** EXERCISE GOAL **
When a line in the data below includes "generate", pick it out and copy it.

** RECORDS SHOWN **

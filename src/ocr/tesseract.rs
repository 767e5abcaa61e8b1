//! Tesseract OCR engine implementation.
//!
//! Uses Tesseract via command-line for text recognition. Traditional,
//! widely available, CPU-based.

use std::path::Path;
use std::process::Command;

use super::backend::{OcrEngine, OcrError};
use crate::utils::{check_binary, is_not_found};

/// Tesseract command-line OCR engine.
pub struct TesseractEngine {
    /// Tesseract language setting (e.g. "eng").
    language: String,
}

impl TesseractEngine {
    /// Create a new engine with the default (English) language.
    pub fn new() -> Self {
        Self {
            language: "eng".to_string(),
        }
    }

    /// Set the Tesseract language.
    pub fn with_language(mut self, lang: &str) -> Self {
        self.language = lang.to_string();
        self
    }

    /// Run Tesseract on an image file, returning raw stdout.
    fn run_tesseract(&self, image_path: &Path) -> Result<String, OcrError> {
        let output = Command::new("tesseract")
            .arg(image_path)
            .arg("stdout")
            .args(["-l", &self.language])
            .output();

        match output {
            Ok(output) => {
                if output.status.success() {
                    Ok(String::from_utf8_lossy(&output.stdout).to_string())
                } else {
                    let stderr = String::from_utf8_lossy(&output.stderr);
                    Err(OcrError::OcrFailed(format!("tesseract failed: {}", stderr)))
                }
            }
            Err(e) if is_not_found(&e) => Err(OcrError::EngineNotAvailable(
                "tesseract not found (install tesseract-ocr)".to_string(),
            )),
            Err(e) => Err(OcrError::Io(e)),
        }
    }
}

impl Default for TesseractEngine {
    fn default() -> Self {
        Self::new()
    }
}

impl OcrEngine for TesseractEngine {
    fn is_available(&self) -> bool {
        check_binary("tesseract")
    }

    fn availability_hint(&self) -> String {
        if !check_binary("tesseract") {
            "Tesseract not installed. Install with: apt install tesseract-ocr".to_string()
        } else {
            "Tesseract is available".to_string()
        }
    }

    fn recognize(&self, image_path: &Path) -> Result<Vec<String>, OcrError> {
        let raw = self.run_tesseract(image_path)?;

        // Tesseract emits one detected line per output line; keep them
        // as the engine's fragments, in engine order.
        Ok(raw
            .lines()
            .map(|l| l.trim())
            .filter(|l| !l.is_empty())
            .map(|l| l.to_string())
            .collect())
    }
}
//! OCR capability boundary.
//!
//! The pipeline treats OCR as a black-box capability: give it a
//! rasterized page image, get back detected text fragments. Tesseract
//! via the command line is the default and only built-in engine;
//! the `OcrEngine` trait keeps the seam open for others (and for
//! test fakes).

mod backend;
mod tesseract;

pub use backend::{OcrEngine, OcrError};
pub use tesseract::TesseractEngine;
//! Ollama-backed summarization capability.
//!
//! Talks to a local Ollama instance over its generate API. Decoding is
//! greedy (temperature 0) so repeated runs over the same document
//! produce the same summary.

use reqwest::Client;
use serde::{Deserialize, Serialize};
use tracing::debug;

use super::{SummarizeError, Summarizer, SummarizerConfig};

/// Summarization client over the Ollama API.
pub struct OllamaSummarizer {
    config: SummarizerConfig,
    client: Client,
}

/// Ollama API request format.
#[derive(Debug, Serialize)]
struct OllamaRequest {
    model: String,
    prompt: String,
    stream: bool,
    options: OllamaOptions,
}

#[derive(Debug, Serialize)]
struct OllamaOptions {
    temperature: f32,
    num_predict: u32,
}

/// Ollama API response format.
#[derive(Debug, Deserialize)]
struct OllamaResponse {
    response: String,
    #[allow(dead_code)]
    done: bool,
}

impl OllamaSummarizer {
    /// Create a new summarizer with the given configuration.
    pub fn new(config: SummarizerConfig) -> Self {
        let client = Client::builder()
            .timeout(std::time::Duration::from_secs(config.timeout_secs))
            .build()
            .expect("Failed to create HTTP client");

        Self { config, client }
    }

    /// Get the config.
    pub fn config(&self) -> &SummarizerConfig {
        &self.config
    }

    /// Check if the summarization service is reachable.
    pub async fn is_available(&self) -> bool {
        let url = format!("{}/api/tags", self.config.endpoint);
        match self.client.get(&url).send().await {
            Ok(resp) => resp.status().is_success(),
            Err(_) => false,
        }
    }

    /// Call the Ollama generate API with a prompt.
    async fn call_ollama(&self, prompt: &str, num_predict: u32) -> Result<String, SummarizeError> {
        let request = OllamaRequest {
            model: self.config.model.clone(),
            prompt: prompt.to_string(),
            stream: false,
            options: OllamaOptions {
                // Greedy decoding: the reducer relies on repeatable output.
                temperature: 0.0,
                num_predict,
            },
        };

        let url = format!("{}/api/generate", self.config.endpoint);
        let resp = self
            .client
            .post(&url)
            .json(&request)
            .send()
            .await
            .map_err(|e| SummarizeError::Connection(e.to_string()))?;

        if !resp.status().is_success() {
            let status = resp.status();
            let body = resp.text().await.unwrap_or_default();
            return Err(SummarizeError::Api(format!("HTTP {}: {}", status, body)));
        }

        let ollama_resp: OllamaResponse = resp
            .json()
            .await
            .map_err(|e| SummarizeError::Parse(e.to_string()))?;

        Ok(ollama_resp.response)
    }
}

#[async_trait::async_trait]
impl Summarizer for OllamaSummarizer {
    async fn summarize(
        &self,
        text: &str,
        max_words: usize,
        min_words: usize,
    ) -> Result<String, SummarizeError> {
        let prompt = self
            .config
            .get_prompt()
            .replace("{max_words}", &max_words.to_string())
            .replace("{min_words}", &min_words.to_string())
            .replace("{content}", text);

        // Token budget: roughly two tokens per word of headroom.
        let num_predict = (max_words * 2).min(u32::MAX as usize) as u32;

        debug!(max_words, min_words, "requesting summary");
        let response = self.call_ollama(&prompt, num_predict).await?;

        let summary = response.trim().to_string();
        if summary.is_empty() {
            return Err(SummarizeError::Parse("Empty summary response".to_string()));
        }

        Ok(summary)
    }
}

** PROBLEM SOLUTION **
//! Talks to a local Ollama instance over its generate API. Decoding is
    /// Call the Ollama generate API with a prompt.
        let url = format!("{}/api/generate", self.config.endpoint);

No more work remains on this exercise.